By Dr Amitav Banerjee, MD*  

Decades ago, when test matches were the dominant form of the game, I, like most of my peers, was addicted to cricket, both playing and watching or rather listening as those days we did not have TVs but the transistor.
During the test matches be it in Australia, West Indies, India, England, or anywhere else, there used to be groups of young and old around “paan” shops trying to catch the running commentary. Students and office goers, young and old had their ears glued to the transistor following the ups and downs of the two teams and individual players over the course of the 5 days test match, with one day break for rest in between.
Even if the match ended in a draw, and quite a number of them did, the cricket lovers were never disappointed. We admired the finer nuances of the game and admired the skills of each player be it a bowler, a batsman or even an extraordinary fielder like our Eknath Solkar or the South African Jonty Rhodes. 
Who can forget the class and style of Tiger Pataudi, who faced the fastest bowlers of his time like the duo of Connolly and Mckenzie down under, laudable and courageous, considering he was visually handicapped having lost one eye in an accident when he was just 21 years old.
The cricketers those days played for the love of the game, if not the country. Few played for money or to get rich. They never signed huge contracts for commercials nor had any sponsors to back them. The players wore whites’ symbolizing gentlemanliness both in attire and attitude. Cricketers were as pure as the whites they wore without any “conflicts of interest.” They took the umpires decision sportingly even if they sometimes erred. There was no concept of third umpires.
Clouds hovered over this Garden of Eden (the Cricket Stadium in Kolkata is still called Eden Gardens). Commerce entered the gentleman’s game of cricket heralding the loss of innocence. This was in the form of Kerry Packer, an Australian media mogul who entered the cricket arena in the late seventies. While not a cricketer of any reckoning his stepping in was a game changer. 
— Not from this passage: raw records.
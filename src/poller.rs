//! Periodic ingestion.
//!
//! First cycle after `initial_delay`, then one every `interval`. Cycles that
//! overrun are not queued up; the next tick is delayed instead.

use std::sync::Arc;
use std::time::Duration;

use tokio::sync::watch;
use tokio::time::MissedTickBehavior;

use crate::ingestion::Ingestor;

/// Run the ingestion loop until `shutdown` flips to `true` or its sender drops.
pub async fn run(
    ingestor: Arc<Ingestor>,
    initial_delay: Duration,
    interval: Duration,
    mut shutdown: watch::Receiver<bool>,
) {
    tracing::info!(
        initial_delay_secs = initial_delay.as_secs(),
        interval_secs = interval.as_secs(),
        "Feed poller started"
    );

    let start = tokio::time::Instant::now() + initial_delay;
    let mut ticker = tokio::time::interval_at(start, interval);
    ticker.set_missed_tick_behavior(MissedTickBehavior::Delay);

    loop {
        tokio::select! {
            changed = shutdown.changed() => {
                if changed.is_err() || *shutdown.borrow() {
                    tracing::info!("Feed poller stopping");
                    break;
                }
            }
            _ = ticker.tick() => {
                match ingestor.run_cycle().await {
                    Ok(report) => {
                        if report.created > 0 {
                            tracing::info!(created = report.created, "Feed poll: new leads ingested");
                        } else {
                            tracing::debug!("Feed poll: no new leads");
                        }
                    }
                    Err(e) => {
                        tracing::error!(error = %e, "Feed poll failed");
                    }
                }
            }
        }
    }
}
Primarily a businessman, he lured the players with lucre and fame, weaning away the players and people from test cricket and feeding them the fast food of shorter versions of the game, the one day internationals (ODI) to start with which replaced test matches. The players discarded the whites symbolizing the loss of innocence. 
The transition from a gentleman’s game to a spectator sport was rapid and unchecked with shorter and shorter forms of the game becoming popular. T20 has become the most popular form of cricket today. The complexities and finer points of the game appreciated in test matches by the connoisseur of the game became a thing of the past. Commercial interests raised the stakes which in turn brought in third umpires and action replays.
A gentleman’s game degenerated to business and big business.
Similar fate has befallen the noble profession of medicine which was more of a calling in an earlier era.
The family physician was adequate for a lifetime of care. His experience and skills were developed more by first hand clinical experience of seeing real world patients in real world settings. He was part of the culture of the family and the community and could individualize treatment depending on the patient’s background. 
He rarely asked for costly laboratory tests as frequently diagnosis could be arrived by a proper clinical history and examination. His or her wisdom, skills and intuition were far ahead than what could be learned within the covers of textbooks or medical journals. And like the test cricketers of yesteryears these doctors earned more fame than fortune.
A gentleman’s game, cricket has degenerated to big business. Similar fate has befallen the noble profession of medicine
Clouds hovered over this Garden of Eden too. Over the past few decades the landscape of medicine like that of cricket has changed. Advances in medical technology while enabling some miraculous cures, have for the most part raised the cost of medical treatment exorbitantly both for the individual and the state. Technology drove specialization and sub-specialization. 
The family physician became an endangered species. Specialist and super-specialist doctors called the shots some even acquiring the status of “celebrity doctors” who came on TV and spoke often without doing any homework. Such acts glamorized medicine and raised people’s expectations from medical technology and newer drugs. The pitch became perfect for the pharmaceutical industry to influence medical practice.
Like Kerry Packer, who had little background in cricket but changed the game beyond recognition, Bill Gates, without any background in medicine, influenced medicine beyond recognition. Gates foundation is one of the largest funders of the WHO which is the bellwether of global health policy. Presently this organization is trying to grab unlimited powers by way of the proposed pandemic treaty which will spell an end to democracy as we know it today.
Just like in cricket where people wanted instant results making the T20 most popular, patients have become impatient (pun intended) and expect instant cures. The limits of medicine are ignored. Craving for instant results in cricket as well as in medicine has become a sign of the quixotic times we live in. These cravings are fed by career scientists and academics sponsored by research grants from private players. 
The pharmaceutical industry offers the highest grants to the career scientists who carry out research to their advantage. Something like auction of T20 cricketers! And both play to the gallery! Sincere researchers who challenge the mainstream fall by the wayside.
With advances in technology the doctor-patient relationship got strained. Diagnostic machines replaced the doctor’s hand examining the patient. Doctors literally lost touch with their patients. Corporate model of health care has given rise to a growing medical industry. From a noble profession and a calling medicine has become a business and a big one at that. Most doctors work in corporate hospitals nowadays. Technology has converted hospitals to factories and doctors into assembly line workers with little autonomy.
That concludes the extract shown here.